Prompt ▸ Beginning at the line that includes "for failed_logins in", print each remaining line of the data word for word. Output nothing else.

Data shown ▸
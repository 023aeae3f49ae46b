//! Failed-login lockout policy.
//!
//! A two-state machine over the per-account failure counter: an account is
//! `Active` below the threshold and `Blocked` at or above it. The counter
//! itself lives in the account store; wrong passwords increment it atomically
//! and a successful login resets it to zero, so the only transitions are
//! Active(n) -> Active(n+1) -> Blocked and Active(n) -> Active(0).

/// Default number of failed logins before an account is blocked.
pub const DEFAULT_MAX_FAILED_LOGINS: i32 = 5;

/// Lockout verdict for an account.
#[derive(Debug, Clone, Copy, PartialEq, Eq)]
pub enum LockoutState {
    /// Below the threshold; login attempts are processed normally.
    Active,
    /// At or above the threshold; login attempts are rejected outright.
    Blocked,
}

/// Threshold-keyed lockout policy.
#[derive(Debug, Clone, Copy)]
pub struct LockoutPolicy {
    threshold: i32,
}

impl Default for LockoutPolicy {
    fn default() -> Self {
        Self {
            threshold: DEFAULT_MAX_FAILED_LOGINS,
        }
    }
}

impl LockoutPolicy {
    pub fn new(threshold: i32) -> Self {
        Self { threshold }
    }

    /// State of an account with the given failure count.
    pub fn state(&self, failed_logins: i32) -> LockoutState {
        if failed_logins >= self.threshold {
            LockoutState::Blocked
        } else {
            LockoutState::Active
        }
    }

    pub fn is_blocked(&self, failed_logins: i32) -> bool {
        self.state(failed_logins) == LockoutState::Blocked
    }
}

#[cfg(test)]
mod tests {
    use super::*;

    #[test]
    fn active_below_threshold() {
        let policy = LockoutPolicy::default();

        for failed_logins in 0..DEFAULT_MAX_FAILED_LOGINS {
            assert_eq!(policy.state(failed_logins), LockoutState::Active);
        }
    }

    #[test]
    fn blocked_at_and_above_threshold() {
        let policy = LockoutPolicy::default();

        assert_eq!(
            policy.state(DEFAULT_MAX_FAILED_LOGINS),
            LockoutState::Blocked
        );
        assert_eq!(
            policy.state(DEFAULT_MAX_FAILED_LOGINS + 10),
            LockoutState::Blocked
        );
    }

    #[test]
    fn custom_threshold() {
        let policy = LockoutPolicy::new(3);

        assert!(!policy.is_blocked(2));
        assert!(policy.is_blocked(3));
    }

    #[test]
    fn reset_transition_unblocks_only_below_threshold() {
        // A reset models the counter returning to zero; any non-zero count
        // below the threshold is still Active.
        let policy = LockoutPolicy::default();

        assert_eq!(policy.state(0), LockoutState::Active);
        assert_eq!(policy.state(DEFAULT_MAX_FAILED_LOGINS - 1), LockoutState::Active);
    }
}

Task result ▸
        for failed_logins in 0..DEFAULT_MAX_FAILED_LOGINS {
            assert_eq!(policy.state(failed_logins), LockoutState::Active);
        }
    }

    #[test]
    fn blocked_at_and_above_threshold() {
        let policy = LockoutPolicy::default();

        assert_eq!(
            policy.state(DEFAULT_MAX_FAILED_LOGINS),
            LockoutState::Blocked
        );
        assert_eq!(
            policy.state(DEFAULT_MAX_FAILED_LOGINS + 10),
            LockoutState::Blocked
        );
    }

    #[test]
    fn custom_threshold() {
        let policy = LockoutPolicy::new(3);

        assert!(!policy.is_blocked(2));
        assert!(policy.is_blocked(3));
    }

    #[test]
    fn reset_transition_unblocks_only_below_threshold() {
        // A reset models the counter returning to zero; any non-zero count
        // below the threshold is still Active.
        let policy = LockoutPolicy::default();

        assert_eq!(policy.state(0), LockoutState::Active);
        assert_eq!(policy.state(DEFAULT_MAX_FAILED_LOGINS - 1), LockoutState::Active);
    }
}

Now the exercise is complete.